In a light most favorable to the officer, his Criminal Incident Report can be divided into to separate "Counts." In light of the wording of the statute, neither Count would constitute a violation. [3]

a. COUNT ONE

First, and apparently worst, defendant:

"Thomas, William ... yelled at me. Thomas stated they can interview me, see what these cops do, they don't want me to talk, they don't want me to tell you the truth. I informed Mr. Thomas that he needed to calm down. He stated you need to leave, get out of here. I then informed Mr.
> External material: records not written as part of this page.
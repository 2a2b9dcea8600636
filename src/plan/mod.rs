//! Plan parsing and dependency-graph validation.
//!
//! A feature's `plan.md` is the source of truth for its task set. This module
//! turns it into [`ParsedTask`]s, resolves implicit dependencies and rejects
//! broken graphs before any task file is written.
//!
//! ## Example
//!
//! ```
//! use hive::plan::{parse_plan, resolve_depends_on, validate_plan};
//!
//! let plan = "### 1. Setup\n\n### 2. Core\n**Depends on:** 1\n\n### 3. Docs\nDepends on: 1, 2\n";
//! let tasks = parse_plan(plan);
//! validate_plan(&tasks).unwrap();
//!
//! let deps = resolve_depends_on(&tasks);
//! assert_eq!(deps["03-docs"], vec!["01-setup", "02-core"]);
//! ```

mod graph;
mod parser;
mod spec_gen;

pub use graph::{
    Adjacency, CycleCheck, check_cycles, dependency_numbers, resolve_depends_on, validate_plan,
};
pub use parser::{ParsedTask, folder_order, parse_depends_line, parse_plan, task_folder};
pub use spec_gen::{SpecContext, generate_manual_spec, generate_task_spec};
Thomas that he was causing a disturbance. (A crowd was forming, taking pictures, and surrounding me.)"

Notably, the only alleged "action" was that defendant "yelled."
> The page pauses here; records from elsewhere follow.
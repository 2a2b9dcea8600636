//! Lifecycle shortcuts: `hive start|complete|integrate|abort`.

use anyhow::{Context, Result};
use std::path::Path;

use hive::config::Config;
use hive::hive_config::MergeStrategy;

use super::worktree::{print_worktree, report_merge};
use super::{print_json, styled_status};

pub async fn cmd_start(config: &Config, feature: &str, task: &str, base: Option<&str>, json: bool) -> Result<()> {
    let info = config.lifecycle().start(feature, task, base).await?;
    if json {
        return print_json(&info);
    }
    println!("{} {}", console::style("Started").green().bold(), task);
    print_worktree(&info);
    Ok(())
}

pub async fn cmd_complete(
    config: &Config,
    feature: &str,
    task: &str,
    summary: &str,
    report: Option<&Path>,
    json: bool,
) -> Result<()> {
    let report = match report {
        Some(path) => Some(
            std::fs::read_to_string(path)
                .with_context(|| format!("Failed to read report: {}", path.display()))?,
        ),
        None => None,
    };
    let completion = config
        .lifecycle()
        .complete(feature, task, summary, report.as_deref())
        .await?;
    if json {
        return print_json(&completion);
    }

    println!(
        "{} {} -> {}",
        console::style("Completed").green().bold(),
        task,
        styled_status(completion.task.status())
    );
    if let Some(sha) = &completion.commit.sha {
        println!("  Commit: {}", sha);
    }
    println!(
        "  {} files changed, {} insertions(+), {} deletions(-)",
        completion.diff.files_changed, completion.diff.insertions, completion.diff.deletions
    );
    Ok(())
}

pub async fn cmd_integrate(
    config: &Config,
    feature: &str,
    task: &str,
    strategy: Option<&str>,
    json: bool,
) -> Result<()> {
    let strategy = strategy.map(str::parse::<MergeStrategy>).transpose()?;
    let result = config.lifecycle().integrate(feature, task, strategy).await?;
    report_merge(&result, json)
}

pub async fn cmd_abort(config: &Config, feature: &str, task: &str, json: bool) -> Result<()> {
    let record = config.lifecycle().abort(feature, task).await?;
    if json {
        return print_json(&record);
    }
    println!(
        "{} {} -> {}",
        console::style("Aborted").yellow().bold(),
        record.folder,
        styled_status(record.status())
    );
    Ok(())
}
[3. DDC 22-1121 provides that:

"Whoever, with intent to provoke a breach of the Peace, or under circumstances such that a breach of the peace may be occasioned thereby: (1) acts in such a manner as to annoy, disturb, interfere with, obstruct, or be offensive to others; (2) congregates with others on a public street and refuses to move on when ordered by the police; (3) shouts or makes a noise either outside or inside a building during the nighttime to the annoyance or disturbance of any considerable number of persons; (4) interferes with any person in any place by jostling against such person or unnecessarily crowding such person or by placing a hand in the proximity of such person's pocketbook, or handbag; or (5) causes a disturbance in any streetcar, railroad car, omnibus, or other public conveyance, by running through it, climbing through windows or upon the seats, or otherwise annoying passengers or employees, shall be fined not more than $250 or imprisoned not more than 90 days, or both." (June 29, 1953, 67 Stat. 98, ch. 159, 211a; 1973 Ed., 22-1121; May 21, 1994, D.C. Law 10-119, 9(9), 41 DCR 1639.)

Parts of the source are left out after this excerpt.